From the data below, repeat exactly the lines from the line with "Some(v @ (Value::String(_)" to the line with "let dt: DateTime<Utc>", both included.

Information supplied Start Marker

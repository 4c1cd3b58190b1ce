//! Core data models shared by the fetcher, the importer and the calendar.

use serde::Serialize;
use serde_json::Value;

/// A Memento library as reported by `GET /libraries`.
#[derive(Debug, Clone, PartialEq, Eq, Serialize)]
pub struct Library {
    pub id: String,
    pub name: String,
    pub title: String,
}

/// Outcome of importing one source into its base table.
#[derive(Debug, Clone, Default, PartialEq, Eq)]
pub struct ImportCounts {
    pub fetched: u64,
    pub inserted: u64,
    /// Entries whose `ext_id` was already present.
    pub ignored: u64,
    /// Entries dropped because no usable timestamp was found.
    pub skipped: u64,
    /// Entries that were not objects or that the database refused twice.
    pub failed: u64,
}

/// Fill counts for one payload field.
#[derive(Debug, Clone, Default, PartialEq, Eq)]
pub struct FieldFill {
    pub name: String,
    pub updated: u64,
    /// Non-empty cells found before the update ran.
    pub already_filled: u64,
}

/// Outcome of expanding one table.
#[derive(Debug, Clone, Default, PartialEq, Eq)]
pub struct ExpandReport {
    pub table: String,
    pub columns_added: Vec<String>,
    pub fields: Vec<FieldFill>,
}

impl ExpandReport {
    pub fn total_updated(&self) -> u64 {
        self.fields.iter().map(|f| f.updated).sum()
    }
}

/// One row of the `calendar` table.
#[derive(Debug, Clone, PartialEq, Eq)]
pub struct CalendarEvent {
    /// `YYYY-MM-DD`.
    pub giorno: String,
    /// Original cell text.
    pub ts: String,
    pub tab: String,
    pub col: String,
    /// JSON object of primary key column → value.
    pub pk_json: String,
    /// Link relative to the public base URL.
    pub link: String,
    /// Single integer primary key, when the table has one.
    pub pk: Option<i64>,
}

/// Render a JSON scalar (string or number) as text. Empty strings and
/// every other JSON type yield `None`.
pub fn scalar_string(value: &Value) -> Option<String> {
    match value {
        Value::String(s) if !s.trim().is_empty() => Some(s.clone()),
        Value::Number(n) => Some(n.to_string()),
        _ => None,
    }
}
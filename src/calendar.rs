//! Calendar builder.
//!
//! Scans a list of `table.column` pairs and materializes one `calendar`
//! row per non-null cell that yields a date, plus the `calendar_range`
//! view the table browser reads:
//!
//! ```text
//! calendar        giorno | ts | tab | col | pk_json | link | pk
//! calendar_range  giorno | ts | tab | col | pk_json | link (absolute) | indirizzo
//! ```
//!
//! `indirizzo` comes from a location table (default `luogo`) joined through
//! a foreign-key column of each scanned table, declared in
//! `[calendar.location_keys]` or found by the `<location_table>_id`
//! convention. Tables without one get a NULL address.
//!
//! The whole rebuild runs in one transaction: on any error the previous
//! calendar and view are left as they were.

use anyhow::{Context, Result};
use serde_json::{Map, Value};
use sqlx::{Row, SqliteConnection, SqlitePool};
use std::collections::{BTreeMap, BTreeSet};
use std::path::{Path, PathBuf};

use crate::config::{CalendarConfig, Config};
use crate::db;
use crate::ident::{self, literal, quote};
use crate::models::CalendarEvent;
use crate::schema;

pub const CALENDAR_TABLE: &str = "calendar";
pub const CALENDAR_VIEW: &str = "calendar_range";

/// One `table.column` line of the column list.
#[derive(Debug, Clone, PartialEq, Eq)]
pub struct ColumnRef {
    pub table: String,
    pub column: String,
}

#[derive(Debug, Clone)]
pub struct CalendarOptions {
    /// Prefix of relative links, e.g. `/output`.
    pub base_path: String,
    /// Prepended to relative links in the view.
    pub public_base_url: String,
    pub location_table: String,
    pub address_column: String,
    pub address_suffix: String,
    /// Declared `table → foreign key column`, checked before the naming convention.
    pub location_keys: BTreeMap<String, String>,
}

impl CalendarOptions {
    pub fn from_config(cal: &CalendarConfig) -> Self {
        Self {
            base_path: cal.base_path.trim_end_matches('/').to_string(),
            public_base_url: cal.public_base_url.trim_end_matches('/').to_string(),
            location_table: cal.location_table.clone(),
            address_column: cal.address_column.clone(),
            address_suffix: cal.address_suffix.clone(),
            location_keys: cal.location_keys.clone(),
        }
    }
}
//! Timestamp normalization for remote entries.
//!
//! Remote entries carry their time in whatever shape the library author
//! picked: epoch seconds, epoch milliseconds, ISO strings, one-element
//! lists, or small objects such as `{"start": ..., "end": ...}`. The
//! importer needs a single text value for the NOT NULL time column, so
//! [`normalize`] folds all of them into RFC 3339 text (or `None` when the
//! value cannot be represented at all).
//!
//! [`pick_time_field`] decides which value of an entry is "the" time.

use chrono::{DateTime, SecondsFormat, Utc};
use serde_json::{Map, Value};

/// Integers above this are read as milliseconds, the rest as seconds.
pub const EPOCH_MILLIS_THRESHOLD: i64 = 10_000_000_000;

/// Sub-keys of a mapping that may hold the actual time value, in preference order.
const MAPPING_KEYS: [&str; 6] = ["iso", "text", "value", "date", "start", "end"];

/// Top-level keys tried when the declared time column is absent.
pub const FALLBACK_TIME_KEYS: [&str; 8] = [
    "tempo",
    "time",
    "timestamp",
    "createdTime",
    "created_at",
    "modifiedTime",
    "modified_at",
    "date",
];

/// Normalize an arbitrary JSON value into canonical timestamp text.
///
/// Returns `None` for values that cannot be represented: null, empty
/// lists, empty mappings, empty strings, booleans, and epochs outside the
/// range chrono can express.
///
/// A non-empty mapping without a usable sub-key is returned as its JSON
/// text. That is not a timestamp; callers store it as-is.
///
/// ```rust
/// use memento_dash::timestamp::normalize;
/// use serde_json::json;
///
/// assert_eq!(
///     normalize(&json!(1700000000)).as_deref(),
///     Some("2023-11-14T22:13:20+00:00")
/// );
/// assert_eq!(normalize(&json!(["2024-03-01"])).as_deref(), Some("2024-03-01"));
/// assert_eq!(normalize(&json!(null)), None);
/// ```
pub fn normalize(value: &Value) -> Option<String> {
    match value {
        Value::Null | Value::Bool(_) => None,
        Value::Array(items) => items.first().and_then(normalize),
        Value::Object(map) => normalize_mapping(map),
        Value::String(s) => normalize_str(s),
        Value::Number(n) => {
            let epoch = n
                .as_i64()
                .or_else(|| n.as_f64().filter(|f| f.is_finite()).map(|f| f.trunc() as i64))?;
            epoch_to_iso(epoch)
        }
    }
}

fn normalize_mapping(map: &Map<String, Value>) -> Option<String> {
    if map.is_empty() {
        return None;
    }
    for key in MAPPING_KEYS {
        match map.get(key) {
            Some(v @ (Value::String(_) | Value::Number(_))) => return normalize(v),
            _ => continue,
        }
    }
    serde_json::to_string(map).ok()
}

fn normalize_str(raw: &str) -> Option<String> {
    let s = raw.trim();
    if s.is_empty() {
        return None;
    }
    if is_integer_literal(s) {
        // Too many digits for i64 is not a plausible epoch; keep the text.
        return match s.parse::<i64>() {
            Ok(epoch) => epoch_to_iso(epoch),
            Err(_) => Some(s.to_string()),
        };
    }
    Some(s.to_string())
}

fn is_integer_literal(s: &str) -> bool {
    let digits = s.strip_prefix('-').unwrap_or(s);
    !digits.is_empty() && digits.bytes().all(|b| b.is_ascii_digit())
}

/// Convert an epoch integer to RFC 3339 UTC text, guessing the unit.
pub fn epoch_to_iso(epoch: i64) -> Option<String> {
    let dt: DateTime<Utc> = if epoch > EPOCH_MILLIS_THRESHOLD {
        DateTime::from_timestamp_millis(epoch)?
    } else {
        DateTime::from_timestamp(epoch, 0)?
    };
    Some(dt.to_rfc3339_opts(SecondsFormat::AutoSi, false))
}

/// Select the value of `entry` that carries its timestamp.
///
/// Order: the declared column at top level, the declared column inside the
/// entry's `fields` list, the [`FALLBACK_TIME_KEYS`], then the first key
/// whose name mentions `time` or `date`.
pub fn pick_time_field<'a>(entry: &'a Map<String, Value>, tempo_col: &str) -> Option<&'a Value> {
    if !tempo_col.is_empty() {
        if let Some(v) = entry.get(tempo_col) {
            return Some(v);
        }
        if let Some(v) = field_value(entry, tempo_col) {
            return Some(v);
        }
    }

    if let Some(v) = FALLBACK_TIME_KEYS.iter().find_map(|k| entry.get(*k)) {
        return Some(v);
    }

    entry.iter().find_map(|(k, v)| {
        let lower = k.to_lowercase();
        (lower.contains("time") || lower.contains("date")).then_some(v)
    })
}

/// First `value` of a `{name, value}` object in the entry's `fields` list.
pub fn field_value<'a>(entry: &'a Map<String, Value>, name: &str) -> Option<&'a Value> {
    entry
        .get("fields")?
        .as_array()?
        .iter()
        .filter_map(Value::as_object)
        .find(|f| f.get("name").and_then(Value::as_str) == Some(name))
        .and_then(|f| f.get("value"))
}

#[cfg(test)]
mod tests {
    use super::*;
    use serde_json::json;

    fn entry(v: Value) -> Map<String, Value> {
        v.as_object().cloned().unwrap()
    }

    #[test]
    fn epoch_seconds() {
        let out = normalize(&json!(1700000000)).unwrap();
        assert!(out.starts_with("2023-11-14"), "{}", out);
        assert_eq!(out, "2023-11-14T22:13:20+00:00");
    }

    #[test]
    fn epoch_millis() {
        let out = normalize(&json!(1700000000000i64)).unwrap();
        assert!(out.starts_with("2023-11-14"), "{}", out);
    }

    #[test]
    fn epoch_millis_keep_fraction() {
        let out = normalize(&json!(1700000000123i64)).unwrap();
        assert_eq!(out, "2023-11-14T22:13:20.123+00:00");
    }

    #[test]
    fn digit_strings_are_epochs() {
        assert_eq!(
            normalize(&json!("1700000000")),
            normalize(&json!(1700000000))
        );
        assert_eq!(
            normalize(&json!(" 1700000000000 ")),
            normalize(&json!(1700000000000i64))
        );
    }

    #[test]
    fn threshold_is_exclusive() {
        // Exactly 10^10 is still seconds (year 2286).
        assert!(normalize(&json!(10_000_000_000i64))
            .unwrap()
            .starts_with("2286-"));
    }

    #[test]
    fn iso_strings_pass_through() {
        assert_eq!(
            normalize(&json!("2024-03-01T10:00:00")).as_deref(),
            Some("2024-03-01T10:00:00")
        );
        assert_eq!(normalize(&json!("01-05-24")).as_deref(), Some("01-05-24"));
    }

    #[test]
    fn lists_use_first_element() {
        assert_eq!(normalize(&json!(["2024-03-01"])).as_deref(), Some("2024-03-01"));
        assert_eq!(normalize(&json!([])), None);
        assert_eq!(
            normalize(&json!([1700000000])).as_deref(),
            Some("2023-11-14T22:13:20+00:00")
        );
    }

    #[test]
    fn mappings_prefer_known_keys() {
        assert_eq!(
            normalize(&json!({"end": "2024-01-02", "start": "2024-01-01"})).as_deref(),
            Some("2024-01-01")
        );
        assert_eq!(
            normalize(&json!({"value": 1700000000})).as_deref(),
            Some("2023-11-14T22:13:20+00:00")
        );
        // Non-primitive under a preferred key falls through to the next key.
        assert_eq!(
            normalize(&json!({"iso": {"nested": 1}, "date": "2024-02-02"})).as_deref(),
            Some("2024-02-02")
        );
    }

    #[test]
    fn mapping_without_known_key_is_serialized() {
        assert_eq!(
            normalize(&json!({"lat": 1, "lng": 2})).as_deref(),
            Some(r#"{"lat":1,"lng":2}"#)
        );
    }

    #[test]
    fn unrepresentable_values() {
        assert_eq!(normalize(&Value::Null), None);
        assert_eq!(normalize(&json!({})), None);
        assert_eq!(normalize(&json!("   ")), None);
        assert_eq!(normalize(&json!(true)), None);
        assert_eq!(normalize(&json!(i64::MAX)), None);
    }

    #[test]
    fn pick_prefers_declared_column() {
        let e = entry(json!({"createdTime": "2020-01-01", "quando": "2024-05-01"}));
        assert_eq!(pick_time_field(&e, "quando"), Some(&json!("2024-05-01")));
    }

    #[test]
    fn pick_reads_declared_column_from_fields() {
        let e = entry(json!({
            "createdTime": "2020-01-01",
            "fields": [{"name": "umore", "value": "ok"}, {"name": "quando", "value": 1700000000}]
        }));
        assert_eq!(pick_time_field(&e, "quando"), Some(&json!(1700000000)));
    }

    #[test]
    fn pick_uses_fallback_list_in_order() {
        let e = entry(json!({"modifiedTime": "b", "createdTime": "a"}));
        assert_eq!(pick_time_field(&e, "tempo"), Some(&json!("a")));
    }

    #[test]
    fn pick_uses_name_pattern() {
        let e = entry(json!({"id": 1, "StartDate": "2024-01-01", "lastTimeSeen": "x"}));
        assert_eq!(pick_time_field(&e, "tempo"), Some(&json!("2024-01-01")));
        let none = entry(json!({"id": 1, "note": "x"}));
        assert_eq!(pick_time_field(&none, "tempo"), None);
    }
}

Information supplied End Marker

* **Output of the exercise**:
            Some(v @ (Value::String(_) | Value::Number(_))) => return normalize(v),
            _ => continue,
        }
    }
    serde_json::to_string(map).ok()
}

fn normalize_str(raw: &str) -> Option<String> {
    let s = raw.trim();
    if s.is_empty() {
        return None;
    }
    if is_integer_literal(s) {
        // Too many digits for i64 is not a plausible epoch; keep the text.
        return match s.parse::<i64>() {
            Ok(epoch) => epoch_to_iso(epoch),
            Err(_) => Some(s.to_string()),
        };
    }
    Some(s.to_string())
}

fn is_integer_literal(s: &str) -> bool {
    let digits = s.strip_prefix('-').unwrap_or(s);
    !digits.is_empty() && digits.bytes().all(|b| b.is_ascii_digit())
}

/// Convert an epoch integer to RFC 3339 UTC text, guessing the unit.
pub fn epoch_to_iso(epoch: i64) -> Option<String> {
    let dt: DateTime<Utc> = if epoch > EPOCH_MILLIS_THRESHOLD {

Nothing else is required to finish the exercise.